Repository files navigation

go-marisa

Go Reference Test Attest marisa build

Go bindings for marisa-trie.

MARISA is a read-only space-efficient trie data structure optimized for lookup, reverse lookup, commmon prefix search (keys which are prefixes of the query), and predictive search (keys starting with the query).
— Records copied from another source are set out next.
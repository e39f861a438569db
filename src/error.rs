use thiserror::Error;

/// Result type for Mozart operations
pub type Result<T> = std::result::Result<T, Error>;

/// Errors that can occur when talking to a Mozart device or handling its entities
#[derive(Error, Debug)]
pub enum Error {
    /// WebSocket connection error
    #[error("WebSocket error: {0}")]
    WebSocket(#[from] tokio_tungstenite::tungstenite::Error),

    /// Connection was closed unexpectedly
    #[error("Connection closed")]
    ConnectionClosed,

    /// Request timed out waiting for response
    #[error("Request timeout")]
    Timeout,

    /// Device API returned an error response
    #[error("API error: {detail}")]
    Api {
        /// Error detail message from the API
        detail: String,
    },

    /// The device reported data the API models do not know about yet
    #[error("API is outdated compared to the device: {detail}")]
    OutdatedApi { detail: String },

    /// JSON serialization/deserialization error
    #[error("JSON error: {0}")]
    Json(#[from] serde_json::Error),

    /// I/O error
    #[error("I/O error: {0}")]
    Io(#[from] std::io::Error),

    /// Malformed Beolink JID
    #[error("Invalid Beolink JID: {0}")]
    InvalidJid(String),

    /// Configuration value out of range or missing
    #[error("Invalid configuration: {0}")]
    InvalidConfig(String),

    /// Unknown command name
    #[error("Invalid command: {0}")]
    InvalidCommand(String),

    /// Command or service parameter could not be used
    #[error("Invalid parameter: {0}")]
    InvalidParameter(String),

    /// Channel receive error
    #[error("Channel error: {0}")]
    ChannelError(String),
}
This library wraps a WebAssembly build of MARISA using wazero.

Getting started

var trie marisa.Trie
if err := trie.Build(EnglishWords(), marisa.Config{}); err != nil {
    panic(err)
}

id, ok, err := trie.Lookup("iterate")
if err != nil {
    panic(err)
}
if !ok {
    fmt.Println("not found")
}

key, ok, err := trie.ReverseLookup(id)
if err != nil {
    panic(err)
}
if !ok {
    fmt.Println("not found")
}

fmt.Println("l", id, key)

for id, key := range trie.PredictiveSearchSeq("iterat")(&err) {
    fmt.Println("p", id, key)
}
if err != nil {
    panic(err)
}

for id, key := range trie.CommonPrefixSearchSeq("iterated")(&err) {
    fmt.Println("c", id, key)
}
if err != nil {
    panic(err)
}

Limitations

This library supports little-endian MARISA dictionaries up to 4 GiB. On 32-bit systems, the size is limited to around 2 GiB. These are limitations of MARISA itself.

Big-endian dictionaries (i.e., ones generated with the native tools on big-endian hosts) are not supported.
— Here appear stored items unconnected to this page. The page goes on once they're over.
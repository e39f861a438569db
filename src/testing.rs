//! Recording mock of the device API used by the unit tests

use crate::api::DeviceApi;
use crate::error::{Error, Result};
use crate::types::{
    BeolinkListener, BeolinkPeer, BluetoothDevice, Jid, ListeningMode, ListeningModeRef,
    OverlayPlayRequest, PairedRemote, PlayQueueItem, PlayQueueSettings, PlaybackCommand,
    ProductState, RemoteMenuItem, Scene, SceneProperties, SoftwareUpdateStatus, Source,
    SpeakerGroupOverview, VolumeSettings,
};
use async_trait::async_trait;
use std::collections::BTreeMap;
use std::sync::{Mutex, PoisonError};
use tokio::time::Instant;

pub(crate) const JID_SELF: &str = "1111.2222222.00000001@products.bang-olufsen.com";

pub(crate) fn jid(serial: &str) -> Jid {
    Jid::parse(format!("1111.2222222.{}@products.bang-olufsen.com", serial)).unwrap()
}

/// Route log output through the test harness; repeated calls are no-ops
pub(crate) fn init_tracing() {
    let _ = tracing_subscriber::fmt()
        .with_max_level(tracing::Level::DEBUG)
        .with_test_writer()
        .try_init();
}

pub(crate) fn set<T>(slot: &Mutex<T>, value: T) {
    *slot.lock().unwrap_or_else(PoisonError::into_inner) = value;
}

fn get<T: Clone>(slot: &Mutex<T>) -> T {
    slot.lock().unwrap_or_else(PoisonError::into_inner).clone()
}

/// Answers every call from its configurable fields and records it as
/// `"<method> <args>"`
pub(crate) struct MockApi {
    calls: Mutex<Vec<(Instant, String)>>,
    pub friendly_name: Mutex<String>,
    pub product_state: Mutex<ProductState>,
    /// `None` makes `available_sources` fail as outdated
    pub sources: Mutex<Option<Vec<Source>>>,
    pub remote_menu: Mutex<BTreeMap<String, RemoteMenuItem>>,
    pub peers: Mutex<Vec<BeolinkPeer>>,
    pub listeners: Mutex<Vec<BeolinkListener>>,
    pub remotes: Mutex<Vec<PairedRemote>>,
    pub bluetooth_devices: Mutex<Vec<BluetoothDevice>>,
    pub queue_settings: Mutex<PlayQueueSettings>,
    pub listening_modes: Mutex<Vec<ListeningMode>>,
    pub active_listening_mode: Mutex<i64>,
    pub scenes: Mutex<BTreeMap<String, Scene>>,
    pub active_speaker_group: Mutex<i64>,
    pub add_to_queue_error: Mutex<Option<String>>,
}

impl MockApi {
    pub fn new() -> Self {
        Self {
            calls: Mutex::new(Vec::new()),
            friendly_name: Mutex::new("Living Room".to_string()),
            product_state: Mutex::new(ProductState::default()),
            sources: Mutex::new(Some(Vec::new())),
            remote_menu: Mutex::new(BTreeMap::new()),
            peers: Mutex::new(Vec::new()),
            listeners: Mutex::new(Vec::new()),
            remotes: Mutex::new(Vec::new()),
            bluetooth_devices: Mutex::new(Vec::new()),
            queue_settings: Mutex::new(PlayQueueSettings::default()),
            listening_modes: Mutex::new(Vec::new()),
            active_listening_mode: Mutex::new(0),
            scenes: Mutex::new(BTreeMap::new()),
            active_speaker_group: Mutex::new(0),
            add_to_queue_error: Mutex::new(None),
        }
    }

    fn record(&self, call: impl Into<String>) {
        self.calls
            .lock()
            .unwrap_or_else(PoisonError::into_inner)
            .push((Instant::now(), call.into()));
    }

    pub fn calls(&self) -> Vec<String> {
        self.timed_calls().into_iter().map(|(_, call)| call).collect()
    }

    pub fn timed_calls(&self) -> Vec<(Instant, String)> {
        get(&self.calls)
    }

    /// Calls that change something on the device
    pub fn commands(&self) -> Vec<String> {
        const QUERIES: &[&str] = &[
            "software_update_status",
            "beolink_self",
            "product_state",
            "available_sources",
            "remote_menu",
            "queue_settings",
            "beolink_peers",
            "beolink_listeners",
            "bluetooth_remotes",
            "bluetooth_devices",
            "listening_modes",
            "active_listening_mode",
            "scenes",
            "active_speaker_group",
        ];
        self.calls()
            .into_iter()
            .filter(|call| !QUERIES.contains(&call.as_str()))
            .collect()
    }

    pub fn clear_calls(&self) {
        self.calls
            .lock()
            .unwrap_or_else(PoisonError::into_inner)
            .clear();
    }
}

#[async_trait]
impl DeviceApi for MockApi {
    async fn software_update_status(&self) -> Result<SoftwareUpdateStatus> {
        self.record("software_update_status");
        Ok(SoftwareUpdateStatus {
            software_version: "3.4.1.8".to_string(),
        })
    }

    async fn beolink_self(&self) -> Result<BeolinkPeer> {
        self.record("beolink_self");
        Ok(BeolinkPeer {
            friendly_name: get(&self.friendly_name),
            jid: Jid::parse(JID_SELF)?,
        })
    }

    async fn product_state(&self) -> Result<ProductState> {
        self.record("product_state");
        Ok(get(&self.product_state))
    }

    async fn set_volume_settings(&self, settings: VolumeSettings) -> Result<()> {
        let level = |l: Option<crate::types::VolumeLevel>| l.and_then(|l| l.level);
        self.record(format!(
            "set_volume_settings {:?} {:?}",
            level(settings.default),
            level(settings.maximum)
        ));
        Ok(())
    }

    async fn standby(&self) -> Result<()> {
        self.record("standby");
        Ok(())
    }

    async fn available_sources(&self) -> Result<Vec<Source>> {
        self.record("available_sources");
        get(&self.sources).ok_or_else(|| Error::OutdatedApi {
            detail: "unknown source id".to_string(),
        })
    }

    async fn remote_menu(&self) -> Result<BTreeMap<String, RemoteMenuItem>> {
        self.record("remote_menu");
        Ok(get(&self.remote_menu))
    }

    async fn activate_source(&self, source_id: &str) -> Result<()> {
        self.record(format!("activate_source {}", source_id));
        Ok(())
    }

    async fn trigger_remote_menu_item(&self, item_id: &str) -> Result<()> {
        self.record(format!("trigger_remote_menu_item {}", item_id));
        Ok(())
    }

    async fn playback_command(&self, command: PlaybackCommand) -> Result<()> {
        self.record(format!("playback_command {}", command.as_str()));
        Ok(())
    }

    async fn seek_to_position(&self, position_ms: u64) -> Result<()> {
        self.record(format!("seek_to_position {}", position_ms));
        Ok(())
    }

    async fn clear_queue(&self) -> Result<()> {
        self.record("clear_queue");
        Ok(())
    }

    async fn queue_settings(&self) -> Result<PlayQueueSettings> {
        self.record("queue_settings");
        Ok(get(&self.queue_settings))
    }

    async fn set_queue_settings(&self, settings: PlayQueueSettings) -> Result<()> {
        self.record(format!("set_queue_settings {}", serde_json::to_string(&settings)?));
        Ok(())
    }

    async fn play_uri(&self, location: &str) -> Result<()> {
        self.record(format!("play_uri {}", location));
        Ok(())
    }

    async fn overlay_play(&self, request: OverlayPlayRequest) -> Result<()> {
        self.record(format!("overlay_play {}", serde_json::to_string(&request)?));
        Ok(())
    }

    async fn run_provided_scene(&self, scene: SceneProperties) -> Result<()> {
        self.record(format!("run_provided_scene {}", serde_json::to_string(&scene)?));
        Ok(())
    }

    async fn activate_preset(&self, preset_id: u32) -> Result<()> {
        self.record(format!("activate_preset {}", preset_id));
        Ok(())
    }

    async fn start_deezer_flow(&self, user_id: Option<String>) -> Result<()> {
        self.record(format!("start_deezer_flow {:?}", user_id));
        Ok(())
    }

    async fn add_to_queue(&self, item: PlayQueueItem) -> Result<()> {
        self.record(format!("add_to_queue {}", serde_json::to_string(&item)?));
        match get(&self.add_to_queue_error) {
            Some(detail) => Err(Error::Api { detail }),
            None => Ok(()),
        }
    }

    async fn set_volume_level(&self, level: u8) -> Result<()> {
        self.record(format!("set_volume_level {}", level));
        Ok(())
    }

    async fn set_volume_mute(&self, muted: bool) -> Result<()> {
        self.record(format!("set_volume_mute {}", muted));
        Ok(())
    }

    async fn beolink_peers(&self) -> Result<Vec<BeolinkPeer>> {
        self.record("beolink_peers");
        Ok(get(&self.peers))
    }

    async fn beolink_listeners(&self) -> Result<Vec<BeolinkListener>> {
        self.record("beolink_listeners");
        Ok(get(&self.listeners))
    }

    async fn join_latest_beolink_experience(&self) -> Result<()> {
        self.record("join_latest_beolink_experience");
        Ok(())
    }

    async fn join_beolink_peer(&self, jid: &Jid) -> Result<()> {
        self.record(format!("join_beolink_peer {}", jid.serial()));
        Ok(())
    }

    async fn beolink_expand(&self, jid: &Jid) -> Result<()> {
        self.record(format!("beolink_expand {}", jid.serial()));
        Ok(())
    }

    async fn beolink_unexpand(&self, jid: &Jid) -> Result<()> {
        self.record(format!("beolink_unexpand {}", jid.serial()));
        Ok(())
    }

    async fn beolink_leave(&self) -> Result<()> {
        self.record("beolink_leave");
        Ok(())
    }

    async fn beolink_all_standby(&self) -> Result<()> {
        self.record("beolink_all_standby");
        Ok(())
    }

    async fn bluetooth_remotes(&self) -> Result<Vec<PairedRemote>> {
        self.record("bluetooth_remotes");
        Ok(get(&self.remotes))
    }

    async fn bluetooth_devices(&self) -> Result<Vec<BluetoothDevice>> {
        self.record("bluetooth_devices");
        Ok(get(&self.bluetooth_devices))
    }

    async fn listening_modes(&self) -> Result<Vec<ListeningMode>> {
        self.record("listening_modes");
        Ok(get(&self.listening_modes))
    }

    async fn active_listening_mode(&self) -> Result<ListeningModeRef> {
        self.record("active_listening_mode");
        Ok(ListeningModeRef {
            id: get(&self.active_listening_mode),
        })
    }

    async fn activate_listening_mode(&self, mode_id: i64) -> Result<()> {
        self.record(format!("activate_listening_mode {}", mode_id));
        Ok(())
    }

    async fn scenes(&self) -> Result<BTreeMap<String, Scene>> {
        self.record("scenes");
        Ok(get(&self.scenes))
    }

    async fn active_speaker_group(&self) -> Result<SpeakerGroupOverview> {
        self.record("active_speaker_group");
        Ok(SpeakerGroupOverview {
            id: get(&self.active_speaker_group),
        })
    }

    async fn trigger_scene(&self, scene_id: &str) -> Result<()> {
        self.record(format!("trigger_scene {}", scene_id));
        Ok(())
    }
}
Memory-mapped dictionaries are only supported on unix-like platforms.

Performance

On platforms which support wazero's JIT compiler, it's about 2-3x slower than the native library. Using the interpreter, it's about 70-150x slower.

The memory usage should be around the same other than a ~115K overhead per trie. Keys are copied to/from Go strings when used.

Design

The API is stable, type-safe, idiomatic, and does not leak implementation details of the marisa-trie library. All errors are handled appropriately and returned.

It supports common Go interfaces like encoding.BinaryMarshaler, encoding.BinaryUnmarshaler, encoding.BinaryAppender, io.WriterTo, and io.WriterFrom.

It provides optimized iterable APIs for queries.

Tries are garbage collected automatically along with other Go objects when there are no more references to it or iterators derived from it.

This module also includes drop-in replacements for the native command-line tools. The have compatible input/output and exit codes, but the error messages may differ.

Concurrency

Each trie can be used across goroutines, but must not be used concurrently by multiple goroutines.

Multiple iterators can be active at once, but must not be called concurrently by multiple goroutines with each other or the trie it came from.

Testing

The wasm blob is fully reproducible and verified.

The tries written by this wrapper will be bit-identical to the ones generated by the native marisa-build.

There are comprehensive unit tests for all exposed functionality.